# WORK INSTRUCTION
Find the line with "let stats = aggregate(&sales, 10);" in the entries below. Repeat it, every following line, and the line with "assert_eq!(stats.average_ticket_cents, 52000 /", exactly and with nothing added.

[Data excerpts]
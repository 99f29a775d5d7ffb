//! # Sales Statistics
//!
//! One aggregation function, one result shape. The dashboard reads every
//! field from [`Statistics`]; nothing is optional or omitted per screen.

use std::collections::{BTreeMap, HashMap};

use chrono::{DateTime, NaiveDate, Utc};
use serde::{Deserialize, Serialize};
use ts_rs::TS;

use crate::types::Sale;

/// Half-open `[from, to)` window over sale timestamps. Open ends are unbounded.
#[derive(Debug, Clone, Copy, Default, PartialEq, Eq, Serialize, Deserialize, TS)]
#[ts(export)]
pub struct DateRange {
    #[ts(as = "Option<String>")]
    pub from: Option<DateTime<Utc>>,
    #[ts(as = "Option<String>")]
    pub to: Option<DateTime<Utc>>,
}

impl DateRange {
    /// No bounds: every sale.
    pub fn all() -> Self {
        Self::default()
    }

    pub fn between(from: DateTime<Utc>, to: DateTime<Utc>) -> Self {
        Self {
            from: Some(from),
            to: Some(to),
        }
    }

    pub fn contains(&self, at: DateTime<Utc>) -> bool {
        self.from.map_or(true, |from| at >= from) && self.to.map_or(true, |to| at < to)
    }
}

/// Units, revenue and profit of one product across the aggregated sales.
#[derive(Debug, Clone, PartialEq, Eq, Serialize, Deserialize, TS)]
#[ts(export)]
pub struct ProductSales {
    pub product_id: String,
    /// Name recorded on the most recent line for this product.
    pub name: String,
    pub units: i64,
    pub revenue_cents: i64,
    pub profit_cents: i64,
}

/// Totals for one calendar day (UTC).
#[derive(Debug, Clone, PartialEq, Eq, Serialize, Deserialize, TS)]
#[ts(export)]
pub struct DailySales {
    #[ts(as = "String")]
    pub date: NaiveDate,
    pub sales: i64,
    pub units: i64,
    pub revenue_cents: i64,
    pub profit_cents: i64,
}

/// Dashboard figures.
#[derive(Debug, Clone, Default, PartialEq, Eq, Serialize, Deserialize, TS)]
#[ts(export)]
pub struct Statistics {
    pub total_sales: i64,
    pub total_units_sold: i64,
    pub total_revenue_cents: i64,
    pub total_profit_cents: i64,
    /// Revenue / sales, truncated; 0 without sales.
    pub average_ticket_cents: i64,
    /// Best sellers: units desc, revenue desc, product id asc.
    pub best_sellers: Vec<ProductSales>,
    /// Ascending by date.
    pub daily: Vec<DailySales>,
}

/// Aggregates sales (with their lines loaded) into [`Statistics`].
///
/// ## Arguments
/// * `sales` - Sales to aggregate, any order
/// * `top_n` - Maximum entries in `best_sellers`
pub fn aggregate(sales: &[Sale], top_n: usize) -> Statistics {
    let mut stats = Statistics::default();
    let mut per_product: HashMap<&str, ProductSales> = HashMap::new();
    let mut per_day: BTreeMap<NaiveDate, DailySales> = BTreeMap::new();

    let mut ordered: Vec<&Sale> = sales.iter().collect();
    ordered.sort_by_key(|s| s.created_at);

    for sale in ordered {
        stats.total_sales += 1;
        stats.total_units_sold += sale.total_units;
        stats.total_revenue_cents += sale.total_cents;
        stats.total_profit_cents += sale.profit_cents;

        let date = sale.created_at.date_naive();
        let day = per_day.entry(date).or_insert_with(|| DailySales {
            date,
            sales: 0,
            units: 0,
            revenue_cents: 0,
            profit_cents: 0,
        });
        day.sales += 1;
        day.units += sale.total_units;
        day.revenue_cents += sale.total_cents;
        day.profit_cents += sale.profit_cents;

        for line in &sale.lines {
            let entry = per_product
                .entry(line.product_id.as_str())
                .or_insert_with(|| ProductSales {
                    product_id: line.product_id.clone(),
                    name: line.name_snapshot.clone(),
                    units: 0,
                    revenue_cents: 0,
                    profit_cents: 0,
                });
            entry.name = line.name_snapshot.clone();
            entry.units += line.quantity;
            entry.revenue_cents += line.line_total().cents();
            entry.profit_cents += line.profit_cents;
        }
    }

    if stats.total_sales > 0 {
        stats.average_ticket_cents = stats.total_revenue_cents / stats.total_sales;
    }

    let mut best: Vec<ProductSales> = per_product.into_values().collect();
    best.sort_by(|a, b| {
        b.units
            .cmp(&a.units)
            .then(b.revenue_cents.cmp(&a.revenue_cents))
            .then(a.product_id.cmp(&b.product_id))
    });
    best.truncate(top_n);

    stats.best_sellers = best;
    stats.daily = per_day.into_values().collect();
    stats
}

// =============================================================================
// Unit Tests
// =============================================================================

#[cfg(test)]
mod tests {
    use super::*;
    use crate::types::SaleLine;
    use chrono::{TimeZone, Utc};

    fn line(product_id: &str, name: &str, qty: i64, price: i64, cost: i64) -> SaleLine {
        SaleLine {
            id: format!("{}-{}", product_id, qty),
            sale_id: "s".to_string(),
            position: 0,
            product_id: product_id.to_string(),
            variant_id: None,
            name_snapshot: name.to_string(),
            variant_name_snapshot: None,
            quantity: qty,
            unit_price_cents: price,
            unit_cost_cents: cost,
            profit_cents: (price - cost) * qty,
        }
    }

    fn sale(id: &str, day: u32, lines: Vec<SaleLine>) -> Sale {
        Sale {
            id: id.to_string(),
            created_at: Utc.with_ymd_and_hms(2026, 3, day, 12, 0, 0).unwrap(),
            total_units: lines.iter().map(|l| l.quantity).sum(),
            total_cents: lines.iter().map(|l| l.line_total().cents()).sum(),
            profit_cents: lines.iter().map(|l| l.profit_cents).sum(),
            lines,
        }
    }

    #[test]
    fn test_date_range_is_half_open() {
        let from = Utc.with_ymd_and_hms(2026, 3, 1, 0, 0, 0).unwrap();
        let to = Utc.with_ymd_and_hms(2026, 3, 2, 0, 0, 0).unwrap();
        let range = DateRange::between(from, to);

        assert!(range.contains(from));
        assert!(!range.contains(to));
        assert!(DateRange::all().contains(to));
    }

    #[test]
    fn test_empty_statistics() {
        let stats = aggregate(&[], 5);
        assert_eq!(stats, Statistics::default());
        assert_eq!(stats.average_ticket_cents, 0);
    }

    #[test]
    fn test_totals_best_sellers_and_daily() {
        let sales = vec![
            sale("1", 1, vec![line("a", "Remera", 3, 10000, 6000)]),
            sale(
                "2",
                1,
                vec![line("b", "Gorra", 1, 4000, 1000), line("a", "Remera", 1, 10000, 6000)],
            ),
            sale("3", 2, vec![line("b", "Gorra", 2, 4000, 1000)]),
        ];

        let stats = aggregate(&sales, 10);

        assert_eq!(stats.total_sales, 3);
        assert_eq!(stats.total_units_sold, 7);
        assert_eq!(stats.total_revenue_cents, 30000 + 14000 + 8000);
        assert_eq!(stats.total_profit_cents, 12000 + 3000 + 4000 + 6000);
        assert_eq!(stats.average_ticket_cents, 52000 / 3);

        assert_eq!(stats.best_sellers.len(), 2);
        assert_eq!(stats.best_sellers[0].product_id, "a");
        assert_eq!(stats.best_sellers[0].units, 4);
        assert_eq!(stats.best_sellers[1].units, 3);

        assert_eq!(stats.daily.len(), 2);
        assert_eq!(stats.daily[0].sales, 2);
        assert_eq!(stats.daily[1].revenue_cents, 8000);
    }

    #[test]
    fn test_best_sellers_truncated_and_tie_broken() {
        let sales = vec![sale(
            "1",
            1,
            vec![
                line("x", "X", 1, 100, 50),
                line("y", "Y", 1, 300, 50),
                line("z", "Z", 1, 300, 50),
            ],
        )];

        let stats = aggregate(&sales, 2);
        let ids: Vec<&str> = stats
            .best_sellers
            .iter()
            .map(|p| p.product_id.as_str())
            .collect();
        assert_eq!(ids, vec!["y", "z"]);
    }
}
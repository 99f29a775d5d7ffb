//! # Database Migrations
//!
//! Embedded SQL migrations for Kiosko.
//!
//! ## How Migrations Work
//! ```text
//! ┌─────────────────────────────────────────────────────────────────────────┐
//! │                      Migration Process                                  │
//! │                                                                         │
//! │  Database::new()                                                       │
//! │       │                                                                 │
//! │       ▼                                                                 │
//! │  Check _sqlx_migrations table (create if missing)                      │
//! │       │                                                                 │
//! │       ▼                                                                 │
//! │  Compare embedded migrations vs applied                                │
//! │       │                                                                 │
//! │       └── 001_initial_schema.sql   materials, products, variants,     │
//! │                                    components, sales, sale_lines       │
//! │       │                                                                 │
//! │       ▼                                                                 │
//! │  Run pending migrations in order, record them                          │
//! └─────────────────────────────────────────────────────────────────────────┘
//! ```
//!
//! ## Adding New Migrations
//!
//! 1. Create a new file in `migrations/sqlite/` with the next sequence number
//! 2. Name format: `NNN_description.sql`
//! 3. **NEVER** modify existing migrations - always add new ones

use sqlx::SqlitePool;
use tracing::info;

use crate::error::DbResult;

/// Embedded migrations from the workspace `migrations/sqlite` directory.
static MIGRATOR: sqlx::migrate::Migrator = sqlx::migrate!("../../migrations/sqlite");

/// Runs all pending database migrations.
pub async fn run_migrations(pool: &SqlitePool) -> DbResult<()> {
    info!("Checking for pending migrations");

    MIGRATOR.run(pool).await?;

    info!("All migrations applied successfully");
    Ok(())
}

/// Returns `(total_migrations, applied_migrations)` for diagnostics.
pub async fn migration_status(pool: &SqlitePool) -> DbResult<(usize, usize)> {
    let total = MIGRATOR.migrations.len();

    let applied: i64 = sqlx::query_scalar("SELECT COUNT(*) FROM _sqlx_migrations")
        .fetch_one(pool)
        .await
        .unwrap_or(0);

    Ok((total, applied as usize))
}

# WRITTEN SOLUTION
        let stats = aggregate(&sales, 10);

        assert_eq!(stats.total_sales, 3);
        assert_eq!(stats.total_units_sold, 7);
        assert_eq!(stats.total_revenue_cents, 30000 + 14000 + 8000);
        assert_eq!(stats.total_profit_cents, 12000 + 3000 + 4000 + 6000);
        assert_eq!(stats.average_ticket_cents, 52000 / 3);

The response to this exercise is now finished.